Pour cela, le gouvernement américain parie sur plusieurs chevaux et a investi des milliards de dollars dans différents programmes.
Cette course effrénée prend même des allures de roman d'espionnage. Le Royaume-Uni, les Etats-Unis et le Canada ont accusé les services de renseignement russes d'être derrière des attaques menées par des pirates informatiques pour faire main basse sur des recherches concernant un vaccin. Et aux Etats-Unis, deux Chinois ont été inculpés pour des motifs similaires.
Moscou comme Pékin ont balayé ces accusations.
- Problèmes de sécurité?
Après l'annonce russe, l'OMS a averti que l'homologation d'un vaccin exigeait des procédures «rigoureuses», comprenant l'examen et l'évaluation de toutes les données de sécurité et d'efficacité requises recueillies lors d'essais cliniques.
«Pour autoriser un vaccin contre le Covid-19, il faudra que les essais cliniques apportent un fort niveau de preuve sur sa sécurité, son efficacité et sa qualité», avait déjà prévenu l'Agence européenne du médicament (EMA).
Car aller trop vite dans les essais cliniques «peut poser problème» en termes de sécurité, souligne Daniel Floret.
Selon lui, «l'un des points-clés sera d'apporter la preuve que le vaccin n'est pas susceptible d'entraîner une exacerbation de la maladie» chez les personnes vaccinées, à l'opposé de l'objectif.
C'est arrivé sur des singes «lors de tentatives de développement de vaccins contre le MERS-CoV et le SARS», deux autres coronavirus.
Chez l'homme, ce phénomène d'aggravation de la maladie avait également été observé dans les années 60 avec certains vaccins contre la rougeole, qui ont été retirés, et contre la bronchiolite du nourrisson, qui a été abandonné.
Aussi, l'annonce russe d'un large déploiement de Spoutnik V semble prématurée pour de nombreux scientifiques.
«C'est une décision irresponsable et imprudente. Une vaccination de masse avec un vaccin mal testé n'est pas éthique», a ainsi commenté François Balloux de l'University College de Londres, avertissant que tout problème lors de la campagne de vaccination serait «désastreux» tant par ses effets sur la santé des personnes vaccinés que pour l'adhésion à la vaccination dans le grand public.
- À quand un vaccin?
Avant l'annonce russe, l'EMA estimait «que cela pourrait prendre au moins jusqu'au début 2021 pour qu'un vaccin contre le Covid-19 soit prêt à être approuvé et disponible en quantité suffisante» pour un usage mondial.
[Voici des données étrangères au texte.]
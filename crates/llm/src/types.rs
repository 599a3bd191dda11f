//! LLM provider identifiers.

/// Provider type enum for matching.
#[derive(Debug, Clone, Copy, PartialEq, Eq)]
pub enum ProviderType {
    OpenAI,
    Ollama,
}

impl ProviderType {
    /// Parse provider type from string.
    pub fn parse(s: &str) -> Option<Self> {
        match s.to_lowercase().as_str() {
            "openai" => Some(Self::OpenAI),
            "ollama" => Some(Self::Ollama),
            _ => None,
        }
    }

    /// Get the canonical provider name.
    pub fn as_str(&self) -> &'static str {
        match self {
            Self::OpenAI => "openai",
            Self::Ollama => "ollama",
        }
    }
}

#[cfg(test)]
mod tests {
    use super::*;

    #[test]
    fn test_provider_type_parsing() {
        assert_eq!(ProviderType::parse("openai"), Some(ProviderType::OpenAI));
        assert_eq!(ProviderType::parse("OpenAI"), Some(ProviderType::OpenAI));
        assert_eq!(ProviderType::parse("ollama"), Some(ProviderType::Ollama));
        assert_eq!(ProviderType::parse("claude"), None);
    }

    #[test]
    fn test_canonical_names() {
        assert_eq!(ProviderType::OpenAI.as_str(), "openai");
        assert_eq!(ProviderType::Ollama.as_str(), "ollama");
    }
}
mod admg_config;
mod edge_names;

pub use admg_config::{AcyclicityCheck, AdmgConfig};
pub use edge_names::EdgeRoleNames;

use serde::{Deserialize, Serialize};

use crate::errors::{ConfigError, MixGraphResult};

/// Workspace-wide configuration.
///
/// Every field has a default, so an empty TOML document is a valid config.
#[derive(Debug, Clone, Default, PartialEq, Eq, Serialize, Deserialize)]
#[serde(default)]
pub struct MixGraphConfig {
    pub admg: AdmgConfig,
}

impl MixGraphConfig {
    /// Parse a config from TOML and validate it.
    pub fn from_toml(input: &str) -> MixGraphResult<Self> {
        let config: Self = toml::from_str(input).map_err(|e| ConfigError::ParseFailed {
            reason: e.to_string(),
        })?;
        config.validate()?;
        Ok(config)
    }

    pub fn validate(&self) -> MixGraphResult<()> {
        self.admg.edge_names.validate()
    }
}
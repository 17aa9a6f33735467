use std::fmt::Debug;
use std::hash::Hash;

/// Opaque node identifier shared by every sub-graph of a mixed-edge graph.
///
/// Blanket-implemented for any cloneable, hashable, ordered type, so
/// integers, strings, and small enums all work as node ids.
pub trait NodeId: Clone + Eq + Hash + Ord + Debug {}

impl<T> NodeId for T where T: Clone + Eq + Hash + Ord + Debug {}
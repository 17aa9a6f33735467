//! A registered sub-graph: either all-directed or all-undirected.

use std::collections::HashSet;

use mixgraph_core::{EdgeKind, NodeId};

use super::edge_graph::{DiEdgeGraph, UnEdgeGraph};

/// One homogeneous entry in a mixed-edge graph's registry.
#[derive(Debug, Clone)]
pub enum SubGraph<N: NodeId> {
    Directed(DiEdgeGraph<N>),
    Undirected(UnEdgeGraph<N>),
}

macro_rules! dispatch {
    ($self:expr, $g:ident => $body:expr) => {
        match $self {
            SubGraph::Directed($g) => $body,
            SubGraph::Undirected($g) => $body,
        }
    };
}

impl<N: NodeId> SubGraph<N> {
    pub fn directed() -> Self {
        Self::Directed(DiEdgeGraph::new())
    }

    pub fn undirected() -> Self {
        Self::Undirected(UnEdgeGraph::new())
    }

    pub fn kind(&self) -> EdgeKind {
        match self {
            Self::Directed(_) => EdgeKind::Directed,
            Self::Undirected(_) => EdgeKind::Undirected,
        }
    }

    pub fn as_directed(&self) -> Option<&DiEdgeGraph<N>> {
        match self {
            Self::Directed(g) => Some(g),
            Self::Undirected(_) => None,
        }
    }

    pub fn as_undirected(&self) -> Option<&UnEdgeGraph<N>> {
        match self {
            Self::Undirected(g) => Some(g),
            Self::Directed(_) => None,
        }
    }

    pub fn add_node(&mut self, node: N) {
        dispatch!(self, g => { g.add_node(node); })
    }

    pub fn remove_node(&mut self, node: &N) -> bool {
        dispatch!(self, g => g.remove_node(node))
    }

    pub fn contains_node(&self, node: &N) -> bool {
        dispatch!(self, g => g.contains_node(node))
    }

    pub fn add_edge(&mut self, u: N, v: N) -> bool {
        dispatch!(self, g => g.add_edge(u, v))
    }

    pub fn remove_edge(&mut self, u: &N, v: &N) -> bool {
        dispatch!(self, g => g.remove_edge(u, v))
    }

    pub fn has_edge(&self, u: &N, v: &N) -> bool {
        dispatch!(self, g => g.has_edge(u, v))
    }

    pub fn node_count(&self) -> usize {
        dispatch!(self, g => g.node_count())
    }

    pub fn edge_count(&self) -> usize {
        dispatch!(self, g => g.edge_count())
    }

    pub fn nodes(&self) -> Box<dyn Iterator<Item = &N> + '_> {
        dispatch!(self, g => Box::new(g.nodes()))
    }

    pub fn edges(&self) -> Box<dyn Iterator<Item = (&N, &N)> + '_> {
        dispatch!(self, g => Box::new(g.edges()))
    }

    /// Adjacent nodes in either direction.
    pub fn adjacent(&self, node: &N) -> HashSet<&N> {
        match self {
            Self::Directed(g) => g
                .successors(node)
                .into_iter()
                .flatten()
                .chain(g.predecessors(node).into_iter().flatten())
                .collect(),
            Self::Undirected(g) => g.neighbors(node).into_iter().flatten().collect(),
        }
    }

    pub fn clear(&mut self) {
        dispatch!(self, g => g.clear())
    }

    pub fn clear_edges(&mut self) {
        dispatch!(self, g => g.clear_edges())
    }

    pub fn subgraph(&self, keep: &HashSet<N>) -> Self {
        match self {
            Self::Directed(g) => Self::Directed(g.subgraph(keep)),
            Self::Undirected(g) => Self::Undirected(g.subgraph(keep)),
        }
    }
}

impl<N: NodeId> From<DiEdgeGraph<N>> for SubGraph<N> {
    fn from(graph: DiEdgeGraph<N>) -> Self {
        Self::Directed(graph)
    }
}

impl<N: NodeId> From<UnEdgeGraph<N>> for SubGraph<N> {
    fn from(graph: UnEdgeGraph<N>) -> Self {
        Self::Undirected(graph)
    }
}
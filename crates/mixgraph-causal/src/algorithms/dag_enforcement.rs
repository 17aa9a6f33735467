//! Cycle detection over a directed edge graph.
//! Tarjan's SCC for whole-graph checks, DFS reachability for single insertions.

use mixgraph_core::NodeId;
use petgraph::algo::tarjan_scc;
use petgraph::visit::{Dfs, EdgeRef, IntoEdgeReferences};

use crate::graph::DiEdgeGraph;

/// Check whether adding `source -> target` would create a cycle.
///
/// Returns `true` if a cycle would be created (edge should be rejected).
/// Endpoints missing from the graph cannot close a cycle, except a self-loop.
pub fn would_create_cycle<N: NodeId>(graph: &DiEdgeGraph<N>, source: &N, target: &N) -> bool {
    // Self-loops are always cycles.
    if source == target {
        return true;
    }
    let (Some(from), Some(to)) = (graph.node_index(target), graph.node_index(source)) else {
        return false;
    };

    // Adding source→target closes a cycle iff target already reaches source.
    let inner = graph.inner();
    let mut dfs = Dfs::new(inner, from);
    while let Some(node) = dfs.next(inner) {
        if node == to {
            return true;
        }
    }
    false
}

/// Every cycle in the graph, as node groups.
///
/// Strongly connected components with more than one node, plus self-loops.
pub fn find_cycles<N: NodeId>(graph: &DiEdgeGraph<N>) -> Vec<Vec<N>> {
    let inner = graph.inner();
    let mut cycles: Vec<Vec<N>> = tarjan_scc(inner)
        .into_iter()
        .filter(|scc| scc.len() > 1)
        .map(|scc| {
            scc.into_iter()
                .filter_map(|idx| graph.node_id(idx).cloned())
                .collect()
        })
        .collect();
    for edge in inner.edge_references() {
        if edge.source() == edge.target() {
            if let Some(node) = graph.node_id(edge.source()) {
                cycles.push(vec![node.clone()]);
            }
        }
    }
    cycles
}

/// Human-readable rendering of one cycle, e.g. `1 -> 2 -> 1`.
pub fn describe_cycle<N: NodeId>(cycle: &[N]) -> String {
    let mut parts: Vec<String> = cycle.iter().map(|n| format!("{n:?}")).collect();
    if let Some(first) = parts.first().cloned() {
        parts.push(first);
    }
    parts.join(" -> ")
}
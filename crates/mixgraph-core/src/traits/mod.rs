mod node_id;

pub use node_id::NodeId;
Les plus optimistes, à commencer par certaines entreprises pharmaceutiques, assurent que c'est possible dès cet automne. Pas «très réaliste» pour le Pr Floret, qui appelle à «tempérer cet enthousiasme» et «table au mieux sur le premier trimestre 2021».
«Ce sera déjà un sacré prodige», alors que cela prend d'habitude plusieurs années.
Dans le pire des scénarios, il reste possible qu'on n'obtienne jamais de vaccin.